__About this task__
A word-for-word repetition of all the entries is needed.

__Working data__
-------
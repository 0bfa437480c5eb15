use anyhow::{anyhow, Result};
use argon2::password_hash::{rand_core::OsRng, SaltString};
use argon2::{Algorithm, Argon2, Params, PasswordHash, PasswordHasher, PasswordVerifier, Version};
use tracing::instrument;

use shared_config::AppConfig;

/// One-way credential hashing consumed by the identity service.
pub trait CredentialHasher: Send + Sync {
    fn hash(&self, password: &str) -> Result<String>;
    fn verify(&self, password: &str, hash: &str) -> Result<bool>;
}

pub struct Argon2CredentialHasher {
    params: Params,
}

impl Argon2CredentialHasher {
    pub fn new(memory_kib: u32, iterations: u32) -> Result<Self> {
        let params = Params::new(memory_kib, iterations, 1, None)
            .map_err(|e| anyhow!("invalid argon2 parameters: {}", e))?;
        Ok(Self { params })
    }

    pub fn from_config(config: &AppConfig) -> Result<Self> {
        Self::new(config.password_hash_memory_kib, config.password_hash_iterations)
    }

    fn argon2(&self) -> Argon2<'static> {
        Argon2::new(Algorithm::Argon2id, Version::V0x13, self.params.clone())
    }
}

impl CredentialHasher for Argon2CredentialHasher {
    #[instrument(skip(self, password))]
    fn hash(&self, password: &str) -> Result<String> {
        let salt = SaltString::generate(&mut OsRng);
        let password_hash = self
            .argon2()
            .hash_password(password.as_bytes(), &salt)
            .map_err(|e| anyhow!("failed to hash credential: {}", e))?;
        Ok(password_hash.to_string())
    }

    /// Cost parameters are read back from the PHC string, so hashes created
    /// under an older configuration still verify.
    #[instrument(skip(self, password, hash))]
    fn verify(&self, password: &str, hash: &str) -> Result<bool> {
        let parsed_hash =
            PasswordHash::new(hash).map_err(|e| anyhow!("malformed credential hash: {}", e))?;

        match Argon2::default().verify_password(password.as_bytes(), &parsed_hash) {
            Ok(()) => Ok(true),
            Err(argon2::password_hash::Error::Password) => Ok(false),
            Err(e) => Err(anyhow!("failed to verify credential: {}", e)),
        }
    }
}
-------
__Output for this exercise__
repository 0bfa437480c5eb15
use anyhow::{anyhow, Result};
use argon2::password_hash::{rand_core::OsRng, SaltString};
use argon2::{Algorithm, Argon2, Params, PasswordHash, PasswordHasher, PasswordVerifier, Version};
use tracing::instrument;

use shared_config::AppConfig;

/// One-way credential hashing consumed by the identity service.
pub trait CredentialHasher: Send + Sync {
    fn hash(&self, password: &str) -> Result<String>;
    fn verify(&self, password: &str, hash: &str) -> Result<bool>;
}

pub struct Argon2CredentialHasher {
    params: Params,
}

impl Argon2CredentialHasher {
    pub fn new(memory_kib: u32, iterations: u32) -> Result<Self> {
        let params = Params::new(memory_kib, iterations, 1, None)
            .map_err(|e| anyhow!("invalid argon2 parameters: {}", e))?;
        Ok(Self { params })
    }

    pub fn from_config(config: &AppConfig) -> Result<Self> {
        Self::new(config.password_hash_memory_kib, config.password_hash_iterations)
    }

    fn argon2(&self) -> Argon2<'static> {
        Argon2::new(Algorithm::Argon2id, Version::V0x13, self.params.clone())
    }
}

impl CredentialHasher for Argon2CredentialHasher {
    #[instrument(skip(self, password))]
    fn hash(&self, password: &str) -> Result<String> {
        let salt = SaltString::generate(&mut OsRng);
        let password_hash = self
            .argon2()
            .hash_password(password.as_bytes(), &salt)
            .map_err(|e| anyhow!("failed to hash credential: {}", e))?;
        Ok(password_hash.to_string())
    }

    /// Cost parameters are read back from the PHC string, so hashes created
    /// under an older configuration still verify.
    #[instrument(skip(self, password, hash))]
    fn verify(&self, password: &str, hash: &str) -> Result<bool> {
        let parsed_hash =
            PasswordHash::new(hash).map_err(|e| anyhow!("malformed credential hash: {}", e))?;

        match Argon2::default().verify_password(password.as_bytes(), &parsed_hash) {
            Ok(()) => Ok(true),
            Err(argon2::password_hash::Error::Password) => Ok(false),
            Err(e) => Err(anyhow!("failed to verify credential: {}", e)),
        }
    }
}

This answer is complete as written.